• _Records supplied_
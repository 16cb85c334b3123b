//! Data utilities
mod suffstat;

pub use self::suffstat::CategoricalSuffStat;

use crate::suffstat_traits::{HasSuffStat, SuffStat};
use num::traits::FromPrimitive;

/// The trait that must be implemented by all data used with the
/// `Categorical` distribution
pub trait CategoricalDatum:
    Sized + Into<usize> + Sync + Copy + FromPrimitive
{
}

impl<T> CategoricalDatum for T where
    T: Clone + Into<usize> + Sync + Copy + FromPrimitive
{
}

/// Holds either a sufficient statistic or a slice of data.
#[derive(Debug, Clone)]
pub enum DataOrSuffStat<'a, X, Fx>
where
    X: 'a,
    Fx: 'a + HasSuffStat<X>,
{
    /// A slice of raw data
    Data(&'a [X]),
    /// A sufficient statistic
    SuffStat(&'a Fx::Stat),
    /// No data
    None,
}

impl<'a, X, Fx> DataOrSuffStat<'a, X, Fx>
where
    X: 'a,
    Fx: 'a + HasSuffStat<X>,
{
    /// Get the number of observations
    pub fn n(&self) -> usize {
        match &self {
            DataOrSuffStat::Data(data) => data.len(),
            DataOrSuffStat::SuffStat(s) => s.n(),
            DataOrSuffStat::None => 0,
        }
    }

    /// Determine whether the object contains data
    pub fn is_data(&self) -> bool {
        matches!(self, DataOrSuffStat::Data(..))
    }

    /// Determine whether the object contains a sufficient statistic
    pub fn is_suffstat(&self) -> bool {
        matches!(self, DataOrSuffStat::SuffStat(..))
    }
}

impl<'a, X, Fx> From<&'a Vec<X>> for DataOrSuffStat<'a, X, Fx>
where
    X: 'a,
    Fx: 'a + HasSuffStat<X>,
{
    fn from(xs: &'a Vec<X>) -> Self {
        DataOrSuffStat::Data(xs.as_slice())
    }
}

impl<'a, X, Fx> From<&'a [X]> for DataOrSuffStat<'a, X, Fx>
where
    X: 'a,
    Fx: 'a + HasSuffStat<X>,
{
    fn from(xs: &'a [X]) -> Self {
        DataOrSuffStat::Data(xs)
    }
}

/// Convert the data into a sufficient statistic, then do something with it
pub(crate) fn extract_stat_then<X, Fx, Y, EmptyFn, StatFn>(
    x: &DataOrSuffStat<X, Fx>,
    empty_stat: EmptyFn,
    stat_fn: StatFn,
) -> Y
where
    Fx: HasSuffStat<X>,
    Fx::Stat: Clone,
    EmptyFn: Fn() -> Fx::Stat,
    StatFn: FnOnce(Fx::Stat) -> Y,
{
    match x {
        DataOrSuffStat::SuffStat(s) => stat_fn((*s).clone()),
        DataOrSuffStat::Data(xs) => {
            let mut stat = empty_stat();
            stat.observe_many(xs);
            stat_fn(stat)
        }
        DataOrSuffStat::None => stat_fn(empty_stat()),
    }
}

#[cfg(test)]
mod tests {
    use super::*;
    use crate::dist::Categorical;

    #[test]
    fn data_or_suffstat_n() {
        let xs: Vec<u8> = vec![0, 1, 1, 0];
        let data: DataOrSuffStat<u8, Categorical> = (&xs).into();
        assert_eq!(data.n(), 4);
        assert!(data.is_data());

        let mut stat = CategoricalSuffStat::new(2);
        stat.observe_many(&xs);
        let data: DataOrSuffStat<u8, Categorical> = (&stat).into();
        assert_eq!(data.n(), 4);
        assert!(data.is_suffstat());

        let data: DataOrSuffStat<u8, Categorical> = DataOrSuffStat::None;
        assert_eq!(data.n(), 0);
    }
}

• _Exercise instructions_
All lines above with "object" in them should be returned.

• _Your solution_
    /// Determine whether the object contains data
    /// Determine whether the object contains a sufficient statistic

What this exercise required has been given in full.